(Saved entries)
Segment Open
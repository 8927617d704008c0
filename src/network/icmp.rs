//! ICMP and ICMPv6 echo handling rules
//!
//! This module knows the message types the responder distinguishes and how the ICMP checksum
//! changes when an Echo Request is retyped into an Echo Reply.
//!
//! The checksum is the one's complement of the one's complement sum of the message (plus the
//! pseudo-header for ICMPv6). The type byte is the high byte of the first 16-bit word, so
//! changing the type by `d` changes the sum by `d * 0x100` and the checksum by the opposite
//! amount. Swapping source and destination leaves every sum unchanged. Neither rewrite needs
//! the payload to be rescanned.

use std::fmt;

use super::packet::IpVersion;
use super::protocol;

/// ICMP message types
pub const ICMP_TYPE_ECHO_REPLY: u8 = 0;
pub const ICMP_TYPE_ECHO_REQUEST: u8 = 8;

/// ICMPv6 message types
pub const ICMPV6_TYPE_ECHO_REQUEST: u8 = 128;
pub const ICMPV6_TYPE_ECHO_REPLY: u8 = 129;
pub const ICMPV6_TYPE_ROUTER_SOLICITATION: u8 = 133;

/// Checksum of an ICMP Echo Reply derived from its Echo Request (type 8 -> 0, code 0)
pub fn echo_reply_checksum_v4(checksum: u16) -> u16 {
    checksum.wrapping_add(0x0800)
}

/// Checksum of an ICMPv6 Echo Reply derived from its Echo Request (type 128 -> 129)
pub fn echo_reply_checksum_v6(checksum: u16) -> u16 {
    checksum.wrapping_sub(0x0100)
}

/// Message types reported in diagnostics
#[derive(Debug, Clone, Copy, PartialEq, Eq)]
pub enum IcmpKind {
    EchoRequest,
    EchoReply,
    RouterSolicitation,
    Other(u8),
}

impl IcmpKind {
    pub fn from_icmpv4(msg_type: u8) -> Self {
        match msg_type {
            ICMP_TYPE_ECHO_REQUEST => IcmpKind::EchoRequest,
            ICMP_TYPE_ECHO_REPLY => IcmpKind::EchoReply,
            other => IcmpKind::Other(other),
        }
    }

    pub fn from_icmpv6(msg_type: u8) -> Self {
        match msg_type {
            ICMPV6_TYPE_ECHO_REQUEST => IcmpKind::EchoRequest,
            ICMPV6_TYPE_ECHO_REPLY => IcmpKind::EchoReply,
            ICMPV6_TYPE_ROUTER_SOLICITATION => IcmpKind::RouterSolicitation,
            other => IcmpKind::Other(other),
        }
    }
}

impl fmt::Display for IcmpKind {
    fn fmt(&self, f: &mut fmt::Formatter<'_>) -> fmt::Result {
        match self {
            IcmpKind::EchoRequest => write!(f, "EchoRequest"),
            IcmpKind::EchoReply => write!(f, "EchoReply"),
            IcmpKind::RouterSolicitation => write!(f, "RouterSolicitation"),
            IcmpKind::Other(msg_type) => write!(f, "type={}", msg_type),
        }
    }
}

/// Per-family constants for answering echo requests
#[derive(Debug, Clone, Copy)]
pub struct EchoProfile {
    /// Protocol or next-header number of the ICMP flavour
    pub protocol: u8,
    pub echo_request: u8,
    pub echo_reply: u8,
    /// Checksum update matching the request -> reply type rewrite
    pub reply_checksum: fn(u16) -> u16,
    classify: fn(u8) -> IcmpKind,
}

pub const ICMPV4: EchoProfile = EchoProfile {
    protocol: protocol::ICMP,
    echo_request: ICMP_TYPE_ECHO_REQUEST,
    echo_reply: ICMP_TYPE_ECHO_REPLY,
    reply_checksum: echo_reply_checksum_v4,
    classify: IcmpKind::from_icmpv4,
};

pub const ICMPV6: EchoProfile = EchoProfile {
    protocol: protocol::IPV6_ICMP,
    echo_request: ICMPV6_TYPE_ECHO_REQUEST,
    echo_reply: ICMPV6_TYPE_ECHO_REPLY,
    reply_checksum: echo_reply_checksum_v6,
    classify: IcmpKind::from_icmpv6,
};

impl EchoProfile {
    pub fn for_version(version: IpVersion) -> &'static EchoProfile {
        match version {
            IpVersion::V4 => &ICMPV4,
            IpVersion::V6 => &ICMPV6,
        }
    }

    pub fn classify(&self, msg_type: u8) -> IcmpKind {
        (self.classify)(msg_type)
    }
}
use std::net::IpAddr;

use clap::Parser;

/// Create a TUN device, optionally start ping and respond to its Echo Requests
#[derive(Parser, Debug)]
#[command(name = "tun-echo", version, about, long_about = None)]
pub struct Cli {
    /// IP address for the gateway side of the interface
    #[arg(short, long, default_value = "fddf:face:face::5555")]
    pub address: IpAddr,

    /// Name for the TUN device (empty lets the kernel choose)
    #[arg(long, default_value = "")]
    pub dev: String,

    /// Start `ping -c <PINGS>` against the peer address
    #[arg(long, default_value_t = 0)]
    pub pings: u32,

    /// Exit after the ping command terminates
    #[arg(long)]
    pub exit_after_ping: bool,

    /// Answer Echo Request with own request
    #[arg(long)]
    pub req_for_req: bool,

    /// Do not configure the interface
    #[arg(long)]
    pub no_config: bool,

    /// Only print version and size of each packet, never answer
    #[arg(long)]
    pub listen_only: bool,

    #[arg(short, long)]
    pub verbose: bool,
}
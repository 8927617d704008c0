//! Network layer wire formats
//!
//! This module contains the pieces needed to inspect and rewrite raw IP datagrams:
//! - packet: bounds-checked field access over one datagram
//! - protocol: IP protocol number registry
//! - ipv4 / ipv6: fixed header offsets for each address family
//! - icmp: ICMP and ICMPv6 message types and incremental checksum updates

pub mod icmp;
pub mod ipv4;
pub mod ipv6;
pub mod packet;
pub mod protocol;

use std::net::{IpAddr, Ipv4Addr, Ipv6Addr};

use packet::{IpVersion, Packet, PacketError};

// Re-export commonly used items
pub use icmp::{EchoProfile, IcmpKind};

/// Fixed field offsets of one IP header layout
///
/// Only the fields the responder touches are described. The ICMP offsets assume a header
/// without options (IPv4) or extension headers (IPv6).
#[derive(Debug, Clone, Copy, PartialEq, Eq)]
pub struct HeaderLayout {
    pub version: IpVersion,
    pub protocol: usize,
    pub src_addr: usize,
    pub dst_addr: usize,
    pub addr_len: usize,
    pub icmp_type: usize,
    pub icmp_checksum: usize,
}

impl HeaderLayout {
    /// Layout used for a packet routed as `version`
    pub fn for_version(version: IpVersion) -> &'static HeaderLayout {
        match version {
            IpVersion::V4 => &ipv4::LAYOUT,
            IpVersion::V6 => &ipv6::LAYOUT,
        }
    }

    /// Protocol (IPv4) or next-header (IPv6) number
    pub fn protocol(&self, packet: &Packet) -> Result<u8, PacketError> {
        packet.u8(self.protocol)
    }

    pub fn src_addr(&self, packet: &Packet) -> Result<IpAddr, PacketError> {
        self.addr(packet, self.src_addr)
    }

    pub fn dst_addr(&self, packet: &Packet) -> Result<IpAddr, PacketError> {
        self.addr(packet, self.dst_addr)
    }

    fn addr(&self, packet: &Packet, offset: usize) -> Result<IpAddr, PacketError> {
        Ok(match self.version {
            IpVersion::V4 => IpAddr::V4(Ipv4Addr::from(packet.array::<4>(offset)?)),
            IpVersion::V6 => IpAddr::V6(Ipv6Addr::from(packet.array::<16>(offset)?)),
        })
    }

    /// Exchange source and destination address in place
    pub fn swap_addresses(&self, packet: &mut Packet) -> Result<(), PacketError> {
        let src = packet.bytes(self.src_addr, self.addr_len)?.to_vec();
        let dst = packet.bytes(self.dst_addr, self.addr_len)?.to_vec();
        packet.set_bytes(self.dst_addr, &src)?;
        packet.set_bytes(self.src_addr, &dst)
    }

    pub fn icmp_type(&self, packet: &Packet) -> Result<u8, PacketError> {
        packet.u8(self.icmp_type)
    }

    pub fn icmp_checksum(&self, packet: &Packet) -> Result<u16, PacketError> {
        packet.u16(self.icmp_checksum)
    }
}


#[cfg(test)]
mod tests {
    use super::packet::IpVersion;
    use super::testutil::*;
    use super::*;

    #[test]
    fn test_checksum_known_value() {
        // Widely used textbook example header, checksum field zeroed
        let header = [
            0x45, 0x00, 0x00, 0x73, 0x00, 0x00, 0x40, 0x00, 0x40, 0x11, 0x00, 0x00, 0xc0, 0xa8,
            0x00, 0x01, 0xc0, 0xa8, 0x00, 0xc7,
        ];
        assert_eq!(checksum(&header), 0xb861);
    }

    #[test]
    fn test_checksum_odd_length_and_carry() {
        assert_eq!(checksum(&[0x01]), 0xFEFF);
        assert_eq!(checksum(&[0x12, 0x34, 0x56]), !0x6834);
        // 0xFFFF + 0x0001 carries around to 0x0001
        assert_eq!(checksum(&[0xFF, 0xFF, 0x00, 0x01]), 0xFFFE);
        assert_eq!(checksum(&[]), 0xFFFF);
    }

    #[test]
    fn test_icmpv6_checksum_matches_concatenated_pseudo_header() {
        let (src, dst) = (doc_addr_v6(1), doc_addr_v6(2));
        let message = [128u8, 0, 0, 0, 0, 1, 0, 1, 0x61];
        let mut data = Vec::new();
        data.extend_from_slice(&src);
        data.extend_from_slice(&dst);
        data.extend_from_slice(&[0, 0, 0, message.len() as u8, 0, 0, 0, protocol::IPV6_ICMP]);
        data.extend_from_slice(&message);
        assert_eq!(icmpv6_checksum(&src, &dst, &message), checksum(&data));
    }

    #[test]
    fn test_layout_reads_ipv4_fields() {
        let packet = echo_request_v4([10, 0, 0, 1], [10, 0, 0, 2]);
        let layout = HeaderLayout::for_version(IpVersion::V4);
        assert_eq!(layout.protocol(&packet).unwrap(), protocol::ICMP);
        assert_eq!(layout.src_addr(&packet).unwrap(), "10.0.0.1".parse::<IpAddr>().unwrap());
        assert_eq!(layout.dst_addr(&packet).unwrap(), "10.0.0.2".parse::<IpAddr>().unwrap());
        assert_eq!(layout.icmp_type(&packet).unwrap(), icmp::ICMP_TYPE_ECHO_REQUEST);
    }

    #[test]
    fn test_layout_reads_ipv6_fields() {
        let packet = echo_request_v6(doc_addr_v6(1), doc_addr_v6(2));
        let layout = HeaderLayout::for_version(IpVersion::V6);
        assert_eq!(layout.protocol(&packet).unwrap(), protocol::IPV6_ICMP);
        assert_eq!(layout.src_addr(&packet).unwrap(), "2001:db8::1".parse::<IpAddr>().unwrap());
        assert_eq!(layout.dst_addr(&packet).unwrap(), "2001:db8::2".parse::<IpAddr>().unwrap());
        assert_eq!(layout.icmp_type(&packet).unwrap(), icmp::ICMPV6_TYPE_ECHO_REQUEST);
    }

    #[test]
    fn test_swap_addresses_keeps_header_checksum_valid() {
        let mut packet = echo_request_v4([192, 168, 7, 1], [10, 0, 0, 2]);
        ipv4::LAYOUT.swap_addresses(&mut packet).unwrap();
        assert_eq!(&packet.as_bytes()[12..16], &[10, 0, 0, 2]);
        assert_eq!(&packet.as_bytes()[16..20], &[192, 168, 7, 1]);
        // A valid header sums to zero including its checksum field
        assert_eq!(checksum(&packet.as_bytes()[..20]), 0);
    }

    #[test]
    fn test_short_packet_faults() {
        let packet = Packet::new(vec![0x45; 12]);
        assert!(ipv4::LAYOUT.protocol(&packet).is_ok());
        assert!(ipv4::LAYOUT.src_addr(&packet).is_err());
        let packet = Packet::new(vec![0x60; 39]);
        assert!(ipv6::LAYOUT.dst_addr(&packet).is_err());
    }
}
Segment Closed
Note every line of the records that holds the word "next", and copy it.

    /// Protocol or next-header number of the ICMP flavour
    /// Protocol (IPv4) or next-header (IPv6) number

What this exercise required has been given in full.